Sesini duyduğunda ona dönen sarışın adama baktı Taehyung ve gülümsedi. Jimin hemen gözlüklerini çıkardı. Onu gördüğüne şaşırmıştı. Ne de olsa altı senedir bu ofise uğramıyordu. Ondan tek bir haber dahi alamamışlardı.

"Bay Kim? Tanrım, gözlerim doğru görüyor değil mi, Lord Kim bu karşımdaki adam?"

"Yüzümü unutacağın kadar ayrı kalmadık Jimin, beni selamlamayacak mısın?"

"Bunu hak ettiğinizi düşünmüyorum efendim." dedi genç adam ne denli darıldığını açıkça belli ederek. Taehyung haksız olduğunu bildiğinden fazla üstelemedi ve omzunu hafifçe pat patlayıp "Odana geçelim mi, biraz sohbet ederiz?" diye sordu.

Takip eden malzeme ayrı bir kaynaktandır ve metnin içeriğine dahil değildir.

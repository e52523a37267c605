//! In-memory workflow document

use super::{CURRENT_API_VERSION, DEFAULT_WORKFLOW_NAME, WORKFLOW_KIND};
use crate::error::{Result, WorkflowError};
use serde::{Deserialize, Serialize};
use std::collections::BTreeMap;

/// Root of a workflow document.
///
/// Job order carries no meaning in memory; the serializer always writes jobs
/// sorted by name.
#[derive(Debug, Clone, PartialEq, Eq, Serialize, Deserialize)]
#[serde(deny_unknown_fields, rename_all = "camelCase")]
pub struct Workflow {
    pub api_version: String,
    pub kind: String,
    pub name: String,
    #[serde(rename = "on", default)]
    pub triggers: Triggers,
    #[serde(default, skip_serializing_if = "BTreeMap::is_empty")]
    pub jobs: BTreeMap<String, Job>,
}

#[derive(Debug, Clone, Default, PartialEq, Eq, Serialize, Deserialize)]
#[serde(deny_unknown_fields)]
pub struct Triggers {
    #[serde(default, skip_serializing_if = "Option::is_none")]
    pub push: Option<BranchTrigger>,
    #[serde(default, skip_serializing_if = "Option::is_none")]
    pub pull_request: Option<BranchTrigger>,
}

impl Triggers {
    pub fn is_empty(&self) -> bool {
        self.push.is_none() && self.pull_request.is_none()
    }
}

/// Branch glob patterns a trigger reacts to
#[derive(Debug, Clone, Default, PartialEq, Eq, Serialize, Deserialize)]
#[serde(deny_unknown_fields)]
pub struct BranchTrigger {
    #[serde(default)]
    pub branches: Vec<String>,
}

/// A named job is an ordered list of steps. Steps run in the order they were
/// appended and are never reordered.
#[derive(Debug, Clone, Default, PartialEq, Eq, Serialize, Deserialize)]
#[serde(deny_unknown_fields)]
pub struct Job {
    #[serde(default)]
    pub steps: Vec<Step>,
}

impl Job {
    pub fn new(steps: Vec<Step>) -> Self {
        Self { steps }
    }

    /// A job without steps is treated as absent when written
    pub fn is_empty(&self) -> bool {
        self.steps.is_empty()
    }
}

#[derive(Debug, Clone, Default, PartialEq, Eq, Serialize, Deserialize)]
#[serde(deny_unknown_fields)]
pub struct Step {
    #[serde(default, skip_serializing_if = "Option::is_none")]
    pub id: Option<String>,
    #[serde(default, skip_serializing_if = "Option::is_none")]
    pub name: Option<String>,
    #[serde(rename = "if", default, skip_serializing_if = "Option::is_none")]
    pub condition: Option<String>,
    pub uses: String,
    #[serde(default, skip_serializing_if = "Option::is_none")]
    pub run: Option<String>,
    #[serde(default, skip_serializing_if = "BTreeMap::is_empty")]
    pub with: BTreeMap<String, String>,
}

impl Step {
    pub fn new(name: impl Into<String>, uses: impl Into<String>) -> Self {
        Self {
            name: Some(name.into()),
            uses: uses.into(),
            ..Default::default()
        }
    }

    pub fn with_id(mut self, id: impl Into<String>) -> Self {
        self.id = Some(id.into());
        self
    }

    pub fn with_condition(mut self, condition: impl Into<String>) -> Self {
        self.condition = Some(condition.into());
        self
    }

    pub fn with_run(mut self, run: impl Into<String>) -> Self {
        self.run = Some(run.into());
        self
    }

    pub fn with_param(mut self, key: impl Into<String>, value: impl Into<String>) -> Self {
        self.with.insert(key.into(), value.into());
        self
    }
}

impl Workflow {
    /// Fresh document with only triggers populated: pushes on every branch
    pub fn base() -> Self {
        Self {
            api_version: CURRENT_API_VERSION.to_string(),
            kind: WORKFLOW_KIND.to_string(),
            name: DEFAULT_WORKFLOW_NAME.to_string(),
            triggers: Triggers {
                push: Some(BranchTrigger {
                    branches: vec!["**".to_string()],
                }),
                pull_request: None,
            },
            jobs: BTreeMap::new(),
        }
    }

    pub fn has_job(&self, name: &str) -> bool {
        self.jobs.contains_key(name)
    }

    /// Insert a job under a name not yet present.
    ///
    /// An existing entry is a conflict even when it has no steps; the document
    /// is left as it was.
    pub fn add_job(&mut self, name: &str, job: Job) -> Result<()> {
        if self.has_job(name) {
            return Err(WorkflowError::JobConflict {
                job: name.to_string(),
            });
        }
        self.jobs.insert(name.to_string(), job);
        Ok(())
    }

    /// Jobs that will appear in serialized output, in output order
    pub fn visible_jobs(&self) -> impl Iterator<Item = (&String, &Job)> {
        self.jobs.iter().filter(|(_, job)| !job.is_empty())
    }
}
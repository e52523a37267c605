use crate::util::logging::{parse_level, LoggingConfig};
use clap::{Parser, Subcommand};
use std::path::PathBuf;
use tracing::Level;

/// Generate CI workflow jobs from the contents of a source tree
#[derive(Parser, Debug)]
#[command(
    name = "workflow-advisor",
    about = "Generate CI workflow jobs from the contents of a source tree",
    version,
    long_about = "workflow-advisor inspects a source tree with one or more ecosystem \
                  generators (go, js, python, java, csharp) and adds a build job for every \
                  ecosystem it recognises to a workflow file, creating the file if needed."
)]
pub struct CliArgs {
    #[command(subcommand)]
    pub command: Commands,

    #[arg(long, global = true, value_name = "LEVEL", help = "Set logging level")]
    pub log_level: Option<String>,

    #[arg(short = 'v', long, global = true, help = "Enable debug logging")]
    pub verbose: bool,

    #[arg(
        short = 'q',
        long,
        global = true,
        conflicts_with = "verbose",
        help = "Quiet mode - only log errors"
    )]
    pub quiet: bool,
}

impl CliArgs {
    /// Starts from the environment; `--log-level` wins over `-v`/`-q`, which
    /// win over `WORKFLOW_ADVISOR_LOG_LEVEL`
    pub fn logging_config(&self) -> LoggingConfig {
        let config = LoggingConfig::from_env();
        match self.level_override() {
            Some(level) => LoggingConfig { level, ..config },
            None => config,
        }
    }

    fn level_override(&self) -> Option<Level> {
        if let Some(level_str) = &self.log_level {
            Some(parse_level(level_str))
        } else if self.verbose {
            Some(Level::DEBUG)
        } else if self.quiet {
            Some(Level::ERROR)
        } else {
            None
        }
    }
}

#[derive(Subcommand, Debug)]
pub enum Commands {
    #[command(
        about = "Add detected build jobs to a workflow file",
        long_about = "Runs the requested generators in order against the source tree and \
                      writes the resulting workflow. The file is left untouched if any \
                      generator fails.\n\n\
                      Examples:\n  \
                      workflow-advisor generate -g go -w workflow.yaml --src .\n  \
                      workflow-advisor generate -g js,python -w .cloudbees/workflows/ci.yaml --src ./app"
    )]
    Generate(GenerateArgs),
}

#[derive(Parser, Debug, Clone)]
pub struct GenerateArgs {
    #[arg(
        short = 'g',
        long = "generator",
        value_name = "NAME",
        required = true,
        value_delimiter = ',',
        help = "Generator to run; repeat or comma-separate for several"
    )]
    pub generators: Vec<String>,

    #[arg(
        short = 'w',
        long,
        value_name = "FILE",
        help = "Workflow file to update (created if missing)"
    )]
    pub workflow: PathBuf,

    #[arg(long, value_name = "DIR", help = "Root of the source tree to inspect")]
    pub src: PathBuf,
}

Klasik modern tarza döşenmiş çalışma odasına geçtiklerinde Jimin hemen çalışanına ikisi için bir demlik çay getirmesini söyledi ve kapı kapandığında hayretle yüzüne bakakaldı.

"Vay canına, sizi görmek sahiden de hiç beklemediğim bir şeydi. Neredeydiniz bunca zaman?"

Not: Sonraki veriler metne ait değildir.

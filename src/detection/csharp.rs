//! .NET projects built from SDK-style `.csproj` files
//!
//! The build image follows the newest supported target framework found across
//! all SDK projects. When the tree holds Visual Studio solutions, each one is
//! built and tested; otherwise a throwaway solution is assembled from every
//! project at CI time.

use super::{checkout_step, scan_step, DetectionContext, Detector};
use crate::error::Result;
use crate::workflow::Step;
use roxmltree::Document;
use std::path::{Path, PathBuf};
use tracing::debug;

const PROJECT_EXTENSION: &str = "csproj";
const SOLUTION_EXTENSION: &str = "sln";
const SOLUTION_HEADER: &str = "Microsoft Visual Studio Solution File";

const DEFAULT_FRAMEWORK: &str = "net8.0";

/// Supported target frameworks, newest first
const SDK_IMAGES: [(&str, &str); 4] = [
    ("net8.0", "docker://mcr.microsoft.com/dotnet/sdk:8.0"),
    ("net7.0", "docker://mcr.microsoft.com/dotnet/sdk:7.0"),
    ("net6.0", "docker://mcr.microsoft.com/dotnet/sdk:6.0"),
    ("net5.0", "docker://mcr.microsoft.com/dotnet/sdk:5.0"),
];

const CREATE_SOLUTION_RUN: &str =
    "dotnet new sln -n all-projects\nfind . -name \"*.csproj\" -print0 | xargs -0 dotnet sln add";

/// Rank of a framework in [`SDK_IMAGES`]; lower is newer
fn framework_rank(framework: &str) -> Option<usize> {
    SDK_IMAGES.iter().position(|(tfm, _)| *tfm == framework)
}

fn sdk_image(framework: &str) -> &'static str {
    SDK_IMAGES
        .iter()
        .find(|(tfm, _)| *tfm == framework)
        .or_else(|| SDK_IMAGES.iter().find(|(tfm, _)| *tfm == DEFAULT_FRAMEWORK))
        .map(|(_, image)| *image)
        .unwrap_or(SDK_IMAGES[0].1)
}

fn has_extension(path: &Path, extension: &str) -> bool {
    path.extension().and_then(|e| e.to_str()) == Some(extension)
}

/// Target frameworks of an SDK-style project, or `None` for anything else.
///
/// Only the first `PropertyGroup` declaring a framework counts. A project
/// without one builds with the default framework.
fn parse_sdk_project(content: &str) -> Option<Vec<String>> {
    let doc = Document::parse(content.trim_start_matches('\u{feff}')).ok()?;
    let project = doc.root_element();
    if !project.has_tag_name("Project") || project.attribute("Sdk").map_or(true, str::is_empty) {
        return None;
    }

    let declared = project
        .children()
        .filter(|n| n.has_tag_name("PropertyGroup"))
        .find_map(|group| {
            group.children().find_map(|prop| {
                let text = prop.text().map(str::trim).filter(|t| !t.is_empty())?;
                if prop.has_tag_name("TargetFramework") || prop.has_tag_name("TargetFrameworks") {
                    Some(text)
                } else {
                    None
                }
            })
        });

    let frameworks = match declared {
        Some(text) => text
            .split(';')
            .map(str::trim)
            .filter(|t| !t.is_empty())
            .map(String::from)
            .collect(),
        None => vec![DEFAULT_FRAMEWORK.to_string()],
    };
    Some(frameworks)
}

/// What the source tree says about its .NET build
#[derive(Debug, Default)]
struct DotnetProject {
    framework: Option<&'static str>,
    solutions: Vec<PathBuf>,
}

pub struct CSharpDetector;

impl CSharpDetector {
    /// `None` when the tree holds no SDK-style project
    fn scan(ctx: &DetectionContext<'_>) -> Result<Option<DotnetProject>> {
        let files = ctx.fs.walk_files(ctx.src_dir)?;

        let mut found_sdk_project = false;
        let mut best_rank: Option<usize> = None;

        for path in files.iter().filter(|p| has_extension(p, PROJECT_EXTENSION)) {
            let content = match ctx.fs.read_bytes(path) {
                Ok(raw) => String::from_utf8_lossy(&raw).into_owned(),
                Err(e) => {
                    debug!(path = %path.display(), error = %e, "Skipping unreadable project");
                    continue;
                }
            };

            let Some(frameworks) = parse_sdk_project(&content) else {
                debug!(path = %path.display(), "Skipping non-SDK project");
                continue;
            };

            found_sdk_project = true;
            for rank in frameworks.iter().filter_map(|f| framework_rank(f)) {
                best_rank = Some(best_rank.map_or(rank, |best| best.min(rank)));
            }
        }

        if !found_sdk_project {
            return Ok(None);
        }

        let mut solutions = Vec::new();
        for path in files.iter().filter(|p| has_extension(p, SOLUTION_EXTENSION)) {
            let raw = ctx.fs.read_bytes(path)?;
            if String::from_utf8_lossy(&raw).contains(SOLUTION_HEADER) {
                solutions.push(path.clone());
            }
        }

        Ok(Some(DotnetProject {
            framework: best_rank.map(|rank| SDK_IMAGES[rank].0),
            solutions,
        }))
    }

    fn solution_steps(ctx: &DetectionContext<'_>, image: &str, solutions: &[PathBuf]) -> Vec<Step> {
        let mut relative: Vec<(String, String)> = solutions
            .iter()
            .map(|path| {
                let file_name = path
                    .file_name()
                    .map(|n| n.to_string_lossy().into_owned())
                    .unwrap_or_default();
                (ctx.display_relative(path), file_name)
            })
            .collect();
        relative.sort();

        let mut steps = Vec::with_capacity(relative.len() * 2);
        for (rel, file_name) in relative {
            let arg = if rel.contains(char::is_whitespace) {
                format!("\"{}\"", rel)
            } else {
                rel
            };
            steps.push(
                Step::new(format!("build {}", file_name), image)
                    .with_run(format!("dotnet build {}", arg)),
            );
            steps.push(
                Step::new(format!("Test {}", file_name), image)
                    .with_run(format!("dotnet test {}", arg)),
            );
        }
        steps
    }

    fn aggregate_steps(image: &str) -> Vec<Step> {
        vec![
            Step::new("Create solution", image).with_run(CREATE_SOLUTION_RUN),
            Step::new("Build", image).with_run("dotnet build ./all-projects.sln"),
            Step::new("Test", image).with_run("dotnet test ./all-projects.sln"),
        ]
    }
}

impl Detector for CSharpDetector {
    fn job_name(&self) -> &'static str {
        "csharp-build"
    }

    fn detect(&self, ctx: &DetectionContext<'_>) -> Result<Option<Vec<Step>>> {
        let Some(project) = Self::scan(ctx)? else {
            return Ok(None);
        };

        let framework = project.framework.unwrap_or(DEFAULT_FRAMEWORK);
        let image = sdk_image(framework);
        debug!(
            framework,
            solutions = project.solutions.len(),
            "Detected .NET project"
        );

        let mut steps = vec![checkout_step()];
        if project.solutions.is_empty() {
            steps.extend(Self::aggregate_steps(image));
        } else {
            steps.extend(Self::solution_steps(ctx, image, &project.solutions));
        }
        steps.push(scan_step("Scan", "LANGUAGE_DOTNET"));
        Ok(Some(steps))
    }
}
use clap::Parser;
use tracing::debug;
use workflow_advisor::cli::{handle_generate, CliArgs, Commands};
use workflow_advisor::util::init_logging;
use workflow_advisor::VERSION;

fn main() {
    let args = CliArgs::parse();
    init_logging(args.logging_config());

    debug!("workflow-advisor v{} starting", VERSION);
    debug!("Arguments: {:?}", args);

    let exit_code = match &args.command {
        Commands::Generate(generate_args) => handle_generate(generate_args),
    };

    std::process::exit(exit_code);
}
//! Utility modules for workflow-advisor

pub mod logging;

pub use logging::{init_logging, parse_level, LoggingConfig};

"Ara verdim diyelim." dedi Taehyung paltosunu çıkartıp koltuğun sırtına asarken.

"Altı sene boyunca? Çok yorulmuş olmalısınız..." Beta'nın inanmayan, alaycı sesiyle gülümsedi Alfa. Onu kandırmak gibi bir niyeti olmadığını ikisi de elbette biliyordu. Eski arkadaşı bunu üstelemeyecek kadar anlayışlıydı neyse ki.

"Sen neler yaptın? Yeni yüzler, yeni icraatlar görüyorum etrafta. Eğer bütün eyalet böyleyse ne âlâ!"

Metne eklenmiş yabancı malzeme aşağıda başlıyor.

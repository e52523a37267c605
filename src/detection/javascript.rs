use super::{checkout_step, scan_step, DetectionContext, Detector};
use crate::error::Result;
use crate::workflow::Step;
use tracing::debug;

const NODE_IMAGE: &str = "docker://node:21-alpine3.19";

#[derive(Debug, Clone, Copy, PartialEq, Eq)]
pub enum PackageManager {
    Npm,
    Yarn,
    Pnpm,
}

impl PackageManager {
    /// Lockfiles checked in priority order; npm is the fallback
    const LOCKFILES: [(&'static str, PackageManager); 2] = [
        ("yarn.lock", PackageManager::Yarn),
        ("pnpm-lock.yaml", PackageManager::Pnpm),
    ];

    pub fn detect(ctx: &DetectionContext<'_>) -> Result<Self> {
        for (lockfile, manager) in Self::LOCKFILES {
            if ctx.has_file(lockfile)? {
                return Ok(manager);
            }
        }
        Ok(PackageManager::Npm)
    }

    pub fn command(self) -> &'static str {
        match self {
            PackageManager::Npm => "npm",
            PackageManager::Yarn => "yarn",
            PackageManager::Pnpm => "pnpm",
        }
    }
}

/// Node projects: `package.json` at the source root
pub struct JavaScriptDetector;

impl Detector for JavaScriptDetector {
    fn job_name(&self) -> &'static str {
        "js-build"
    }

    fn detect(&self, ctx: &DetectionContext<'_>) -> Result<Option<Vec<Step>>> {
        if !ctx.has_file("package.json")? {
            return Ok(None);
        }

        let manager = PackageManager::detect(ctx)?;
        debug!(?manager, "Selected package manager");
        let cmd = manager.command();

        Ok(Some(vec![
            checkout_step(),
            Step::new("get dependencies", NODE_IMAGE).with_run(format!("{} install", cmd)),
            Step::new("build", NODE_IMAGE).with_run(format!("{} run build", cmd)),
            Step::new("test", NODE_IMAGE).with_run(format!("{} run test", cmd)),
            scan_step("scan", "LANGUAGE_JS"),
        ]))
    }
}
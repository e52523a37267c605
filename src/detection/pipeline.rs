use super::{DetectionContext, Detector, DetectorRegistry};
use crate::error::Result;
use crate::workflow::Workflow;
use std::sync::Arc;
use std::time::Instant;
use tracing::{debug, info, warn};

/// Ordered list of detectors applied one after another to a single workflow.
///
/// Execution is strictly sequential: a detector sees every job added by the
/// detectors before it. The first error stops the run and is returned as is;
/// jobs added before the failure stay in the workflow, so callers must not
/// persist a workflow from a failed run.
pub struct DetectorPipeline {
    detectors: Vec<Arc<dyn Detector>>,
}

impl DetectorPipeline {
    pub fn new(detectors: Vec<Arc<dyn Detector>>) -> Self {
        Self { detectors }
    }

    /// Resolve every name up front; an unknown name fails before anything runs
    pub fn from_registry(registry: &DetectorRegistry, names: &[String]) -> Result<Self> {
        let detectors = registry.resolve(names)?;
        debug!(
            generators = ?names,
            detectors = detectors.len(),
            "Pipeline resolved"
        );
        Ok(Self::new(detectors))
    }

    pub fn len(&self) -> usize {
        self.detectors.len()
    }

    pub fn is_empty(&self) -> bool {
        self.detectors.is_empty()
    }

    pub fn run(&self, ctx: &DetectionContext<'_>, workflow: &mut Workflow) -> Result<()> {
        let start = Instant::now();
        info!(
            src = %ctx.src_dir.display(),
            detectors = self.detectors.len(),
            "Running detectors"
        );

        for (index, detector) in self.detectors.iter().enumerate() {
            let job = detector.job_name();
            debug!(index, job, "Detector started");

            let detector_start = Instant::now();
            if let Err(e) = detector.apply(ctx, workflow) {
                warn!(index, job, error = %e, "Detector failed, aborting pipeline");
                return Err(e);
            }

            debug!(index, job, elapsed = ?detector_start.elapsed(), "Detector complete");
        }

        info!(
            jobs = workflow.jobs.len(),
            elapsed = ?start.elapsed(),
            "Pipeline complete"
        );
        Ok(())
    }
}
use crate::config::ConfigError;
use std::path::PathBuf;
use thiserror::Error;

/// Errors raised while loading, generating or persisting a workflow
#[derive(Debug, Error)]
pub enum WorkflowError {
    /// A requested generator name has no registry entry
    #[error("can not find generators with name '{name}' (available: {})", available.join(", "))]
    UnknownGenerator { name: String, available: Vec<String> },

    /// A detector tried to add a job that the workflow already defines
    #[error("error adding job: job {job} already exists")]
    JobConflict { job: String },

    /// Discriminator mismatch or a field unknown to the workflow shape
    #[error("schema mismatch: {0}")]
    SchemaMismatch(String),

    /// The persisted document is not valid YAML
    #[error("failed to parse workflow {path:?}: {source}")]
    Malformed {
        path: PathBuf,
        #[source]
        source: serde_yaml::Error,
    },

    /// A value could not be encoded as YAML
    #[error("failed to serialize workflow: {0}")]
    Encode(#[source] serde_yaml::Error),

    #[error("I/O error on {path:?}: {source}")]
    Io {
        path: PathBuf,
        #[source]
        source: std::io::Error,
    },

    #[error(transparent)]
    Config(#[from] ConfigError),
}

impl WorkflowError {
    pub fn io(path: impl Into<PathBuf>, source: std::io::Error) -> Self {
        Self::Io {
            path: path.into(),
            source,
        }
    }
}

pub type Result<T> = std::result::Result<T, WorkflowError>;
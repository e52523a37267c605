//! FileSystem trait definition

use crate::error::Result;
use std::path::{Path, PathBuf};

/// Type of file system entry
#[derive(Debug, Clone, Copy, PartialEq, Eq)]
pub enum FileType {
    File,
    Directory,
}

/// Read-only view of a source tree.
///
/// Detectors only ever see the tree through this trait, which keeps them free
/// of writes and lets unit tests run against an in-memory tree.
pub trait FileSystem: Send + Sync {
    /// Check if a path exists. A missing path is `Ok(false)`; any other
    /// failure to stat the path is an error.
    fn exists(&self, path: &Path) -> Result<bool>;

    /// Check if path is a directory
    fn is_dir(&self, path: &Path) -> bool;

    /// Read file contents as string
    fn read_to_string(&self, path: &Path) -> Result<String>;

    /// Read raw file contents, for scans that must tolerate any encoding
    fn read_bytes(&self, path: &Path) -> Result<Vec<u8>>;

    /// Recursively list regular files below `root`, sorted by path.
    ///
    /// Hidden files are included and ignore files are not honoured. A missing
    /// `root` yields an empty list.
    fn walk_files(&self, root: &Path) -> Result<Vec<PathBuf>>;

    /// Join paths
    fn join(&self, base: &Path, path: &str) -> PathBuf {
        base.join(path)
    }
}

"Seveceğinizi biliyordum. Bay Jeon ile tanıştınız, değil mi?" dedi Jimin ellerini ıslak bir havluyla silerken. Taehyung'a da bir havlu uzattığında genç adam reddetmeden alıp ellerini temizledi.

"Evet."

"Sizin geldiğinizi görünce bu yüzden şaşırmıştım; her sabah onu görmeye alışmışım. Havanın güzel olduğu günlerde at sürmeye gelir."

"Öyle mi..." dedi Taehyung ilgili bir tavırla.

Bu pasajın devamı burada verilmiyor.